The 40 minutes when the Artemis crew loses contact with the Earth

When NASA’s Artemis II mission crew glide into the shadow of the Moon on Monday, they will enter a rare and profound chapter of human space exploration that few have experienced before. Scheduled to begin at approximately 23:47 BST, the Moon’s bulk will completely block the radio and laser signals that connect the four astronauts aboard the Orion capsule to mission control 240,000 miles away on Earth. For nearly 40 minutes, the Artemis II crew will travel through the dark of the lunar far side, completely cut off from all contact with home.

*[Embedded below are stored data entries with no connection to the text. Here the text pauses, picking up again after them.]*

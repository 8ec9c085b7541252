//! Process-wide switches for nested step invocation.
//!
//! `NESTED_STEPS_STRICT_MATCHING` makes ambiguous invocations fail instead of
//! running the first registered match. `NESTED_STEPS_LANGUAGE` picks the
//! keyword dialect of snippets without a `# language:` header.

use std::sync::atomic::{AtomicU8, Ordering};

const STRICT_MATCHING_VAR: &str = "NESTED_STEPS_STRICT_MATCHING";
const LANGUAGE_VAR: &str = "NESTED_STEPS_LANGUAGE";
const FALLBACK_LANGUAGE: &str = "en";

const OVERRIDE_UNSET: u8 = 0;
const OVERRIDE_FALSE: u8 = 1;
const OVERRIDE_TRUE: u8 = 2;

static STRICT_MATCHING_OVERRIDE: AtomicU8 = AtomicU8::new(OVERRIDE_UNSET);

fn parse_env_bool(value: &str) -> Option<bool> {
    let value = value.trim();
    let any_of = |words: [&str; 4]| words.iter().any(|word| value.eq_ignore_ascii_case(word));
    if any_of(["1", "true", "yes", "on"]) {
        Some(true)
    } else if any_of(["0", "false", "no", "off"]) {
        Some(false)
    } else {
        None
    }
}

fn env_strict_matching() -> Option<bool> {
    std::env::var(STRICT_MATCHING_VAR)
        .ok()
        .as_deref()
        .and_then(parse_env_bool)
}

fn strict_matching_override() -> Option<bool> {
    match STRICT_MATCHING_OVERRIDE.load(Ordering::Relaxed) {
        OVERRIDE_FALSE => Some(false),
        OVERRIDE_TRUE => Some(true),
        _ => None,
    }
}

/// Whether ambiguous invocations should be rejected by default.
#[must_use]
pub fn strict_matching() -> bool {
    strict_matching_override()
        .or_else(env_strict_matching)
        .unwrap_or(false)
}

/// Override strict matching for the current process.
pub fn set_strict_matching(enabled: bool) {
    let value = if enabled {
        OVERRIDE_TRUE
    } else {
        OVERRIDE_FALSE
    };
    STRICT_MATCHING_OVERRIDE.store(value, Ordering::Relaxed);
}

/// Return strict matching to the environment-driven default.
pub fn clear_strict_matching_override() {
    STRICT_MATCHING_OVERRIDE.store(OVERRIDE_UNSET, Ordering::Relaxed);
}

/// Language code for snippets without a `# language:` header.
#[must_use]
pub fn default_language() -> String {
    std::env::var(LANGUAGE_VAR)
        .ok()
        .map(|code| code.trim().to_owned())
        .filter(|code| !code.is_empty())
        .unwrap_or_else(|| FALLBACK_LANGUAGE.to_owned())
}
//! Errors produced while resolving and running nested steps.

use std::error::Error as StdError;
use std::fmt;

use crate::call_site::CallSite;
use crate::localization::message_with_args;
use crate::snippet::SnippetParseError;

/// No registered definition matched an invocation.
///
/// Two values are equal when their step text is equal; the call site is kept
/// for messages only.
#[derive(Debug, Clone)]
pub struct UndefinedStep {
    text: String,
    call_site: Option<CallSite>,
}

impl UndefinedStep {
    /// Record an undefined step.
    #[must_use]
    pub fn new(text: impl Into<String>, call_site: Option<CallSite>) -> Self {
        Self {
            text: text.into(),
            call_site,
        }
    }

    /// The invocation text exactly as requested.
    #[must_use]
    pub fn text(&self) -> &str {
        &self.text
    }

    /// Where the invocation was requested from.
    #[must_use]
    pub fn call_site(&self) -> Option<CallSite> {
        self.call_site
    }
}

impl PartialEq for UndefinedStep {
    fn eq(&self, other: &Self) -> bool {
        self.text == other.text
    }
}

impl Eq for UndefinedStep {}

impl fmt::Display for UndefinedStep {
    fn fmt(&self, f: &mut fmt::Formatter<'_>) -> fmt::Result {
        let rendered = message_with_args("step-error-undefined", |args| {
            args.set("text", self.text.clone());
            args.set("suffix", suffix(self.call_site));
        });
        f.write_str(&rendered)
    }
}

impl StdError for UndefinedStep {}

fn suffix(call_site: Option<CallSite>) -> String {
    call_site.map_or_else(String::new, |site| {
        let rendered = message_with_args("step-call-site-suffix", |args| {
            args.set("location", site.to_string());
        });
        format!(" {rendered}")
    })
}

/// Failure of a nested step invocation.
///
/// The engine creates `Parse`, `Undefined` and `Ambiguous`. `Failed` and
/// `Other` come from step callbacks and are passed through untouched, so an
/// inner failure surfaces unchanged however deeply it was nested.
#[derive(Debug)]
#[non_exhaustive]
pub enum StepError {
    /// The snippet could not be parsed; none of it ran.
    Parse(SnippetParseError),
    /// No definition matched.
    Undefined(UndefinedStep),
    /// Several definitions matched under [`MatchPolicy::RejectAmbiguous`].
    ///
    /// [`MatchPolicy::RejectAmbiguous`]: crate::MatchPolicy::RejectAmbiguous
    Ambiguous {
        /// The invocation text.
        text: String,
        /// Competing patterns in registration order.
        patterns: Vec<String>,
        /// Where the invocation was requested from.
        call_site: Option<CallSite>,
    },
    /// A step reported a failure.
    Failed {
        /// Description of the failure.
        message: String,
    },
    /// A step failed with an arbitrary error.
    Other(Box<dyn StdError + Send + Sync + 'static>),
}

impl StepError {
    /// A step failure with a message.
    ///
    /// # Examples
    /// ```
    /// use nested_steps::StepError;
    ///
    /// let err = StepError::failed("balance was 3, expected 5");
    /// assert!(err.to_string().contains("balance was 3"));
    /// ```
    #[must_use]
    pub fn failed(message: impl Into<String>) -> Self {
        Self::Failed {
            message: message.into(),
        }
    }

    /// Wrap an arbitrary error raised by a step.
    #[must_use]
    pub fn other(error: impl Into<Box<dyn StdError + Send + Sync + 'static>>) -> Self {
        Self::Other(error.into())
    }

    /// The undefined step, if this is an [`Undefined`](Self::Undefined) error.
    #[must_use]
    pub fn as_undefined(&self) -> Option<&UndefinedStep> {
        match self {
            Self::Undefined(undefined) => Some(undefined),
            _ => None,
        }
    }
}

impl fmt::Display for StepError {
    fn fmt(&self, f: &mut fmt::Formatter<'_>) -> fmt::Result {
        match self {
            Self::Parse(error) => error.fmt(f),
            Self::Undefined(undefined) => undefined.fmt(f),
            Self::Ambiguous {
                text,
                patterns,
                call_site,
            } => {
                let listed = patterns
                    .iter()
                    .map(|pattern| format!("'{pattern}'"))
                    .collect::<Vec<_>>()
                    .join(", ");
                let rendered = message_with_args("step-error-ambiguous", |args| {
                    args.set("text", text.clone());
                    args.set("count", patterns.len().to_string());
                    args.set("patterns", listed);
                    args.set("suffix", suffix(*call_site));
                });
                f.write_str(&rendered)
            }
            Self::Failed { message } => {
                let rendered = message_with_args("step-error-failed", |args| {
                    args.set("message", message.clone());
                });
                f.write_str(&rendered)
            }
            Self::Other(error) => error.fmt(f),
        }
    }
}

impl StdError for StepError {
    fn source(&self) -> Option<&(dyn StdError + 'static)> {
        match self {
            Self::Parse(error) => Some(error),
            Self::Undefined(undefined) => Some(undefined),
            Self::Other(error) => Some(error.as_ref()),
            Self::Ambiguous { .. } | Self::Failed { .. } => None,
        }
    }
}

impl From<SnippetParseError> for StepError {
    fn from(error: SnippetParseError) -> Self {
        Self::Parse(error)
    }
}

impl From<UndefinedStep> for StepError {
    fn from(undefined: UndefinedStep) -> Self {
        Self::Undefined(undefined)
    }
}

#[cfg(test)]
mod tests {
    use super::*;

    fn site() -> CallSite {
        CallSite {
            file: "tests/login.rs",
            line: 7,
            column: 5,
        }
    }

    #[test]
    fn undefined_equality_ignores_call_site() {
        assert_eq!(
            UndefinedStep::new("I am logged in", Some(site())),
            UndefinedStep::new("I am logged in", None)
        );
        assert_ne!(
            UndefinedStep::new("I am logged in", None),
            UndefinedStep::new("I am logged out", None)
        );
    }

    #[test]
    fn undefined_message_mentions_text_and_call_site() {
        let rendered = StepError::from(UndefinedStep::new("I am logged in", Some(site()))).to_string();
        assert_eq!(
            rendered,
            "Undefined step: \"I am logged in\" (invoked from tests/login.rs:7:5)"
        );
        let bare = UndefinedStep::new("I am logged in", None).to_string();
        assert_eq!(bare, "Undefined step: \"I am logged in\"");
    }

    #[test]
    fn ambiguous_message_lists_patterns() {
        let err = StepError::Ambiguous {
            text: "I pay 5".into(),
            patterns: vec!["I pay {n:u32}".into(), "I pay {amount}".into()],
            call_site: None,
        };
        let rendered = err.to_string();
        assert!(rendered.contains("2 definitions"), "{rendered}");
        assert!(rendered.contains("'I pay {amount}'"), "{rendered}");
    }

    #[test]
    fn other_errors_keep_their_source() {
        let io = std::io::Error::other("disk full");
        let err = StepError::other(io);
        assert_eq!(err.to_string(), "disk full");
        assert!(err.source().is_some());
        assert!(err.as_undefined().is_none());
    }
}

This moment of intentional isolation is not an unplanned mishap—it is an unavoidable milestone of any lunar mission, one that links the current generation of Artemis explorers directly to the Apollo astronauts who first blazed this trail more than half a century ago. No human has ever traveled farther from Earth than the Artemis II astronauts, who have maintained a steady, calming connection with Houston mission control through every phase of their journey so far. That steady link, which has anchored the crew to home throughout their outward voyage, will vanish abruptly when they dip behind the lunar horizon.

In a pre-mission interview with BBC News, Artemis pilot Victor Glover shared his reflection on the coming silence, asking people across the globe to seize the 40 minutes as a moment of shared connection rather than distance. “When we’re behind the Moon, out of contact with everybody, let’s take that as an opportunity,” Glover said. “Let’s pray, hope, send your good thoughts and feelings that we get back in contact with the crew.”

The experience of lunar radio blackout carries heavy echoes of the 1969 Apollo 11 mission, when command module pilot Michael Collins faced a nearly identical period of isolation while Neil Armstrong and Buzz Aldrin made their historic first steps on the lunar surface. For 48 minutes as his module circled the far side of the Moon, Collins lost all contact with both his crewmates on the surface and mission control back on Earth. In his 1974 memoir *Carrying the Fire*, Collins wrote that he felt “truly alone” and “isolated from any known life,” but noted that he felt no fear or crippling loneliness. In later years, he even recalled the silence as a moment of unexpected peace, a welcome break from the constant stream of communications from mission control that filled his active workday.

While the astronauts themselves will get a rare, undisturbed window to focus on lunar observation during the blackout—capturing high-resolution imagery, mapping lunar geology, and simply absorbing the unparalleled view of the Moon up close—teams on the ground will spend the 40 minutes in quiet anticipation. At Goonhilly Earth Station in southwest England, a massive deep-space antenna has been tracking Orion’s position throughout the mission, feeding precise location data back to NASA headquarters. This marks the first time the facility has tracked a human-crewed lunar mission, and Goonhilly chief technology officer Matt Cosby admits the team will feel a flicker of tension during the blackout.

“We’re going to get slightly nervous as it goes behind the Moon, and then we’ll be very excited when we see it again, because we know that they’re all safe,” Cosby told the BBC. For the future of lunar exploration, however, communication blackouts like this one are expected to become a thing of the past. As NASA and other global space agencies work toward establishing a permanent sustainable lunar base and expanding exploration of the far side of the Moon, constant, reliable communications coverage will be a non-negotiable requirement.

“For a sustainable presence on the Moon, you need the full comms – you need the full 24 hours a day, even on the far side, because the far side will want to be explored as well,” Cosby explained. Initiatives like the European Space Agency’s Moonlight program are already moving forward with plans to deploy a network of communications satellites in lunar orbit, designed to deliver uninterrupted coverage for all future missions, regardless of where a craft or surface outpost is located around the Moon.

As the Artemis II crew prepare for their 40 minutes of silence, millions around the world will be waiting alongside ground teams for the moment the Orion capsule emerges from the Moon’s shadow. When the signal reconnects, the world will breathe a collective sigh of relief, and the history-making crew will once again be able to share their unprecedented views of the Earth and Moon with everyone waiting back home. The stunning new image of Earth captured by the crew from Orion in the past week, which has already captivated the public, offers a small preview of the breathtaking sights the astronauts will share once contact is restored.